RescueWave: Order instead of Chaos in Major Accidents
Presently, the order according to which people involved in a so-called mass-casualty incident are provided with first aid and transported to hospitals is being determined by a procedure initially used in military medicine. Colored slingcards indicate the priority of a medical emergency. A new electronic system, called RescueWave, now is to enhance efficiency of operations. The idea also comes from Karlsruhe Institute of Technology (KIT).

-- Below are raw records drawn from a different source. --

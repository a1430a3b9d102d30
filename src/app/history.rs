use leptos::prelude::*;

use crate::content::portfolio;

#[component]
pub fn EducationTimeline() -> impl IntoView {
    view! {
        <section id="education" class="my-16">
            <h2 class="text-3xl sm:text-4xl font-extrabold outlined p-2 mb-6">"Education"</h2>
            <ol class="grid grid-cols-12 gap-3">
                {portfolio()
                    .education
                    .iter()
                    .map(|it| {
                        view! {
                            <li class="col-span-12 lg:col-span-4 outlined p-3">
                                <div class="text-xs font-mono text-neutral-600">{it.year.clone()}</div>
                                <div class="text-lg font-bold">{it.title.clone()}</div>
                                <div class="text-sm">{it.org.clone()}</div>
                            </li>
                        }
                    })
                    .collect_view()}
            </ol>
        </section>
    }
}

/// Skill groups. `.skill-card` and `.skill-item` carry their own reveals.
#[component]
pub fn Skills() -> impl IntoView {
    view! {
        <section id="skills" class="my-16">
            <h2 class="text-3xl sm:text-4xl font-extrabold outlined p-2 mb-6">"Skills"</h2>
            <div class="grid grid-cols-12 gap-3">
                {portfolio()
                    .skills
                    .iter()
                    .map(|group| {
                        view! {
                            <div class="skill-card col-span-12 sm:col-span-6 lg:col-span-3 outlined p-3">
                                <div class="font-bold mb-2">{group.name.clone()}</div>
                                <ul class="list-disc list-inside">
                                    {group
                                        .items
                                        .iter()
                                        .map(|s| view! { <li class="skill-item">{s.clone()}</li> })
                                        .collect_view()}
                                </ul>
                            </div>
                        }
                    })
                    .collect_view()}
            </div>
        </section>
    }
}

#[component]
pub fn Experience() -> impl IntoView {
    view! {
        <section id="experience" class="my-16">
            <h2 class="text-3xl sm:text-4xl font-extrabold outlined p-2 mb-6">"Experience"</h2>
            <div class="grid grid-cols-12 gap-3">
                {portfolio()
                    .experience
                    .iter()
                    .map(|r| {
                        view! {
                            <article class="col-span-12 lg:col-span-6 outlined p-3">
                                <header class="flex items-baseline justify-between">
                                    <h3 class="text-xl font-bold">
                                        {format!("{} · {}", r.role, r.company)}
                                    </h3>
                                    <span class="font-mono text-xs">{r.period.clone()}</span>
                                </header>
                                <ul class="list-disc list-inside mt-2">
                                    {r
                                        .bullets
                                        .iter()
                                        .map(|b| view! { <li>{b.clone()}</li> })
                                        .collect_view()}
                                </ul>
                            </article>
                        }
                    })
                    .collect_view()}
            </div>
        </section>
    }
}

The Eschede accident in 1998, the worst train disaster in the history of the Federal Republic of Germany, killed 101 people and 88 were heavily insured. Professor Wilhelm Stork of KIT’s Institute for Information Processing Technology (ITIV) and Director of the FZI Research Center for Information Technology still remembers watching a TV documentation some years later: “About 3000 rescuers with nearly 250 vehicles were involved, but the situation was rather chaotic.”

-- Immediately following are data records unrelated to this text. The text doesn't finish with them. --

use std::cell::RefCell;
use std::collections::BTreeMap;
use std::rc::Rc;

use super::{Bounds, Crossing, TriggerZone, ZonePosition};

#[derive(Debug, Clone, Copy, PartialEq, Eq, PartialOrd, Ord, Hash)]
pub struct SubscriptionId(pub u64);

/// Scroll direction at the moment a boundary was crossed.
#[derive(Debug, Clone, Copy, PartialEq, Eq)]
pub enum Direction {
    Forward,
    Backward,
}

/// Measures the trigger element; `None` means it is not mounted.
pub type Measure = Rc<dyn Fn() -> Option<Bounds>>;
pub type CrossingHandler = Box<dyn FnMut(Direction)>;

/// Source of zone crossings for registered targets.
pub trait VisibilitySource {
    fn subscribe(
        &self,
        measure: Measure,
        zone: TriggerZone,
        on_enter: CrossingHandler,
        on_exit: CrossingHandler,
    ) -> SubscriptionId;

    /// Returns false when `id` was never subscribed or is already gone.
    fn unsubscribe(&self, id: SubscriptionId) -> bool;
}

struct Subscription {
    measure: Measure,
    zone: TriggerZone,
    bounds: Option<Bounds>,
    position: ZonePosition,
    on_enter: Option<CrossingHandler>,
    on_exit: Option<CrossingHandler>,
}

#[derive(Default)]
struct Inner {
    next_id: u64,
    subscriptions: BTreeMap<SubscriptionId, Subscription>,
    viewport: Option<(f64, f64)>,
}

/// Scroll-position driven [`VisibilitySource`].
///
/// The browser feeds it from window scroll/resize signals; tests call
/// [`ScrollTracker::update`] by hand.
#[derive(Clone, Default)]
pub struct ScrollTracker {
    inner: Rc<RefCell<Inner>>,
}

impl ScrollTracker {
    pub fn new() -> Self {
        Self::default()
    }

    pub fn len(&self) -> usize {
        self.inner.borrow().subscriptions.len()
    }

    pub fn is_empty(&self) -> bool {
        self.len() == 0
    }

    /// Feed a new scroll offset and viewport height.
    pub fn update(&self, scroll_y: f64, viewport_height: f64) {
        self.inner.borrow_mut().viewport = Some((scroll_y, viewport_height));
        let ids = self.ids();
        self.evaluate(&ids, false);
    }

    /// Re-measure every trigger, e.g. after a resize or layout change.
    pub fn refresh(&self) {
        let ids = self.ids();
        self.evaluate(&ids, true);
    }

    fn ids(&self) -> Vec<SubscriptionId> {
        self.inner.borrow().subscriptions.keys().copied().collect()
    }

    fn evaluate(&self, ids: &[SubscriptionId], remeasure: bool) {
        let Some((scroll_y, viewport_height)) = self.inner.borrow().viewport else {
            return;
        };

        let mut pending = Vec::new();
        for id in ids {
            let measure = {
                let inner = self.inner.borrow();
                match inner.subscriptions.get(id) {
                    Some(sub) if remeasure || sub.bounds.is_none() => Some(sub.measure.clone()),
                    Some(_) => None,
                    None => continue,
                }
            };
            let fresh = measure.and_then(|m| m());

            let mut inner = self.inner.borrow_mut();
            let Some(sub) = inner.subscriptions.get_mut(id) else {
                continue;
            };
            if fresh.is_some() {
                sub.bounds = fresh;
            }
            let Some(bounds) = sub.bounds else {
                continue;
            };
            let position = sub.zone.classify(&bounds, viewport_height, scroll_y);
            let crossings = Crossing::between(sub.position, position);
            sub.position = position;
            if !crossings.is_empty() {
                pending.push((*id, crossings));
            }
        }

        for (id, crossings) in pending {
            for crossing in crossings {
                self.dispatch(id, crossing);
            }
        }
    }

    fn dispatch(&self, id: SubscriptionId, crossing: Crossing) {
        let (entering, direction) = match crossing {
            Crossing::Enter => (true, Direction::Forward),
            Crossing::EnterBack => (true, Direction::Backward),
            Crossing::Leave => (false, Direction::Forward),
            Crossing::LeaveBack => (false, Direction::Backward),
        };
        let handler = {
            let mut inner = self.inner.borrow_mut();
            let Some(sub) = inner.subscriptions.get_mut(&id) else {
                return;
            };
            if entering {
                sub.on_enter.take()
            } else {
                sub.on_exit.take()
            }
        };
        let Some(mut handler) = handler else {
            return;
        };

        // no borrow is held here, so handlers may unsubscribe
        handler(direction);

        let mut inner = self.inner.borrow_mut();
        if let Some(sub) = inner.subscriptions.get_mut(&id) {
            let slot = if entering {
                &mut sub.on_enter
            } else {
                &mut sub.on_exit
            };
            *slot = Some(handler);
        }
    }
}

impl VisibilitySource for ScrollTracker {
    fn subscribe(
        &self,
        measure: Measure,
        zone: TriggerZone,
        on_enter: CrossingHandler,
        on_exit: CrossingHandler,
    ) -> SubscriptionId {
        let id = {
            let mut inner = self.inner.borrow_mut();
            inner.next_id += 1;
            let id = SubscriptionId(inner.next_id);
            inner.subscriptions.insert(
                id,
                Subscription {
                    measure,
                    zone,
                    bounds: None,
                    position: ZonePosition::Before,
                    on_enter: Some(on_enter),
                    on_exit: Some(on_exit),
                },
            );
            id
        };
        // a target registered below the fold of an already scrolled page
        // catches up immediately
        self.evaluate(&[id], true);
        id
    }

    fn unsubscribe(&self, id: SubscriptionId) -> bool {
        self.inner.borrow_mut().subscriptions.remove(&id).is_some()
    }
}

#[cfg(test)]
mod tests {
    use std::cell::Cell;

    use super::*;

    type Log = Rc<RefCell<Vec<(&'static str, Direction)>>>;

    fn zone() -> TriggerZone {
        TriggerZone::parse("top 85%", Some("bottom 20%")).unwrap()
    }

    fn subscribe(tracker: &ScrollTracker, bounds: Option<Bounds>, log: &Log) -> SubscriptionId {
        let enter = log.clone();
        let exit = log.clone();
        tracker.subscribe(
            Rc::new(move || bounds),
            zone(),
            Box::new(move |d| enter.borrow_mut().push(("enter", d))),
            Box::new(move |d| exit.borrow_mut().push(("exit", d))),
        )
    }

    #[test]
    fn test_forward_and_backward_crossings() {
        let tracker = ScrollTracker::new();
        let log = Log::default();
        // zone spans scroll offsets 1150..=2300 in a 1000px viewport
        subscribe(&tracker, Some(Bounds::new(2000.0, 500.0)), &log);

        tracker.update(0.0, 1000.0);
        assert!(log.borrow().is_empty());
        tracker.update(1200.0, 1000.0);
        tracker.update(1300.0, 1000.0);
        tracker.update(2400.0, 1000.0);
        tracker.update(2000.0, 1000.0);
        tracker.update(100.0, 1000.0);
        assert_eq!(
            *log.borrow(),
            vec![
                ("enter", Direction::Forward),
                ("exit", Direction::Forward),
                ("enter", Direction::Backward),
                ("exit", Direction::Backward),
            ]
        );
    }

    #[test]
    fn test_jump_over_zone_emits_both() {
        let tracker = ScrollTracker::new();
        let log = Log::default();
        subscribe(&tracker, Some(Bounds::new(2000.0, 500.0)), &log);
        tracker.update(0.0, 1000.0);
        tracker.update(5000.0, 1000.0);
        assert_eq!(
            *log.borrow(),
            vec![("enter", Direction::Forward), ("exit", Direction::Forward)]
        );
    }

    #[test]
    fn test_subscribe_catches_up_with_current_scroll() {
        let tracker = ScrollTracker::new();
        tracker.update(1500.0, 1000.0);
        let log = Log::default();
        subscribe(&tracker, Some(Bounds::new(2000.0, 500.0)), &log);
        assert_eq!(*log.borrow(), vec![("enter", Direction::Forward)]);
    }

    #[test]
    fn test_missing_target_is_skipped() {
        let tracker = ScrollTracker::new();
        let log = Log::default();
        subscribe(&tracker, None, &log);
        tracker.update(1500.0, 1000.0);
        tracker.refresh();
        assert!(log.borrow().is_empty());
    }

    #[test]
    fn test_unsubscribe_is_idempotent_and_silences() {
        let tracker = ScrollTracker::new();
        let log = Log::default();
        let id = subscribe(&tracker, Some(Bounds::new(2000.0, 500.0)), &log);
        assert!(tracker.unsubscribe(id));
        assert!(!tracker.unsubscribe(id));
        assert!(tracker.is_empty());
        tracker.update(1500.0, 1000.0);
        assert!(log.borrow().is_empty());
    }

    #[test]
    fn test_handler_may_unsubscribe_itself() {
        let tracker = ScrollTracker::new();
        let slot = Rc::new(Cell::new(None));
        let hits = Rc::new(Cell::new(0));
        let (t, s, h) = (tracker.clone(), slot.clone(), hits.clone());
        let id = tracker.subscribe(
            Rc::new(|| Some(Bounds::new(2000.0, 500.0))),
            zone(),
            Box::new(move |_| {
                h.set(h.get() + 1);
                if let Some(id) = s.get() {
                    t.unsubscribe(id);
                }
            }),
            Box::new(|_| {}),
        );
        slot.set(Some(id));
        tracker.update(1500.0, 1000.0);
        tracker.update(0.0, 1000.0);
        tracker.update(1500.0, 1000.0);
        assert_eq!(hits.get(), 1);
        assert!(tracker.is_empty());
    }

    #[test]
    fn test_refresh_uses_new_layout() {
        let tracker = ScrollTracker::new();
        let top = Rc::new(Cell::new(2000.0));
        let log = Log::default();
        let t = top.clone();
        let (enter, exit) = (log.clone(), log.clone());
        tracker.subscribe(
            Rc::new(move || Some(Bounds::new(t.get(), 500.0))),
            zone(),
            Box::new(move |d| enter.borrow_mut().push(("enter", d))),
            Box::new(move |d| exit.borrow_mut().push(("exit", d))),
        );
        tracker.update(1000.0, 1000.0);
        assert!(log.borrow().is_empty());
        top.set(1500.0);
        tracker.refresh();
        assert_eq!(*log.borrow(), vec![("enter", Direction::Forward)]);
    }
}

The Head of the Microsystem Technology Group of ITIV then initiated a project within the KIT Research Training Group on Sensor Networks. The then doctoral student Ashok Kumar Chandrasekaran was a member of the group and helped develop of a solution to bring order into this chaos: The software-based system RescueWave. Research at KIT and advanced studies at KIT’s FZI Research Center for Information Technology were carried out in cooperation with VOMATEC Innovations GmbH and antwortING Beratende Ingenieure PartGmbB. The company ITK Engineering coordinated the system’s further development to maturity.